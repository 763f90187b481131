//! Batched outcome of a build walk.

use serde::Serialize;

use crate::error::Error;
use crate::vfs::ContentKind;

/// A module that was resolved, loaded and transformed.
#[derive(Debug, Clone, PartialEq, Eq, Serialize)]
pub struct BuiltModule {
    pub path: String,
    pub namespace: String,
    pub loader: ContentKind,
    /// Transformed code; `None` for binary contents.
    #[serde(skip_serializing_if = "Option::is_none")]
    pub code: Option<String>,
    /// Resolved paths of this module's imports, in import order.
    pub dependencies: Vec<String>,
}

/// One failure collected during a build.
#[derive(Debug, Clone, PartialEq, Eq, Serialize)]
pub struct BuildFailure {
    /// Stable error code (see [`crate::error::codes`]).
    pub code: &'static str,
    pub message: String,
    #[serde(skip_serializing_if = "Option::is_none")]
    pub specifier: Option<String>,
    #[serde(skip_serializing_if = "Option::is_none")]
    pub importer: Option<String>,
    /// Plugin responsible, when a plugin failed.
    #[serde(skip_serializing_if = "Option::is_none")]
    pub plugin: Option<String>,
}

impl BuildFailure {
    #[must_use]
    pub fn from_error(err: &Error, specifier: Option<&str>, importer: Option<&str>) -> Self {
        Self {
            code: err.code(),
            message: err.to_string(),
            specifier: specifier.map(str::to_string),
            importer: importer.map(str::to_string),
            plugin: err.plugin_name().map(str::to_string),
        }
    }
}

/// Everything a build produced, failures included.
#[derive(Debug, Clone, Default, PartialEq, Eq, Serialize)]
pub struct BuildReport {
    /// Modules in the order they were visited (breadth-first from the entries).
    pub modules: Vec<BuiltModule>,
    /// Specifiers left out of the bundle, deduplicated.
    pub externals: Vec<String>,
    pub failures: Vec<BuildFailure>,
    pub warnings: Vec<String>,
    /// Set when a fatal error stopped the walk early.
    pub aborted: bool,
}

impl BuildReport {
    /// `true` when nothing failed.
    #[must_use]
    pub fn ok(&self) -> bool {
        self.failures.is_empty() && !self.aborted
    }

    pub(crate) fn fail(&mut self, err: &Error, specifier: Option<&str>, importer: Option<&str>) {
        self.failures
            .push(BuildFailure::from_error(err, specifier, importer));
    }

    pub(crate) fn add_external(&mut self, specifier: &str) {
        if !self.externals.iter().any(|e| e == specifier) {
            self.externals.push(specifier.to_string());
        }
    }

    /// Look up a built module by path.
    #[must_use]
    pub fn module(&self, path: &str) -> Option<&BuiltModule> {
        self.modules.iter().find(|m| m.path == path)
    }
}

#[cfg(test)]
mod tests {
    use super::*;
    use crate::error::codes;

    #[test]
    fn test_failure_carries_code_and_context() {
        let err = Error::not_found("./gone", Some("/src/index.ts"));
        let mut report = BuildReport::default();
        report.fail(&err, Some("./gone"), Some("/src/index.ts"));

        assert!(!report.ok());
        let failure = &report.failures[0];
        assert_eq!(failure.code, codes::FILE_NOT_FOUND);
        assert_eq!(failure.importer.as_deref(), Some("/src/index.ts"));
        assert!(failure.plugin.is_none());
    }

    #[test]
    fn test_externals_dedupe_and_serialize() {
        let mut report = BuildReport::default();
        report.add_external("https://esm.sh/react");
        report.add_external("https://esm.sh/react");
        assert_eq!(report.externals.len(), 1);

        let json = serde_json::to_value(&report).unwrap();
        assert_eq!(json["externals"][0], "https://esm.sh/react");
        assert_eq!(json["aborted"], false);
        assert!(report.ok());
    }
}
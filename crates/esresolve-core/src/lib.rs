#![deny(clippy::all)]
#![warn(clippy::pedantic)]
#![allow(clippy::module_name_repetitions)]
#![allow(clippy::missing_errors_doc)]
#![allow(clippy::too_many_lines)]
#![allow(clippy::needless_pass_by_value)]
#![allow(clippy::return_self_not_must_use)]

//! Module resolution layer for an ES module bundler.
//!
//! A [`BuildDriver`] answers "what module does this specifier name, and what
//! are its contents?" on behalf of an external compiler toolchain, using an
//! in-memory [`VirtualFs`], an optional [`ImportMap`] and a chain of plugins.
//! Remote modules are fetched once and kept in a [`ResourceCache`].

pub mod build;
pub mod cache;
pub mod config;
pub mod error;
pub mod fetch;
pub mod import_map;
pub mod plugin;
pub mod vfs;

pub use build::{
    BuildDriver, BuildFailure, BuildReport, BuiltModule, LoadedModule, ResolvedModule,
    ScanToolchain, Toolchain, TransformOptions, TransformOutput,
};
pub use cache::{cache_key, ResourceCache};
pub use config::{CacheConfig, Config};
pub use error::{Error, ResolutionError, Result};
pub use fetch::{FetchError, Fetcher, HttpFetcher};
pub use import_map::{ImportMap, ImportMapError};
pub use plugin::{
    plugin_fn, Filter, Plugin, PluginBuild, PluginError, PluginOrchestrator, ResolveKind,
};
pub use vfs::{ContentKind, FileContent, VirtualFs};

/// Crate version.
pub const VERSION: &str = env!("CARGO_PKG_VERSION");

^^^^

• [PROBLEM DESCRIPTION]
Among the records above, find each line holding "ImportMap" and list it.

• [ANSWER TO THE PROBLEM]
//! in-memory [`VirtualFs`], an optional [`ImportMap`] and a chain of plugins.
pub use import_map::{ImportMap, ImportMapError};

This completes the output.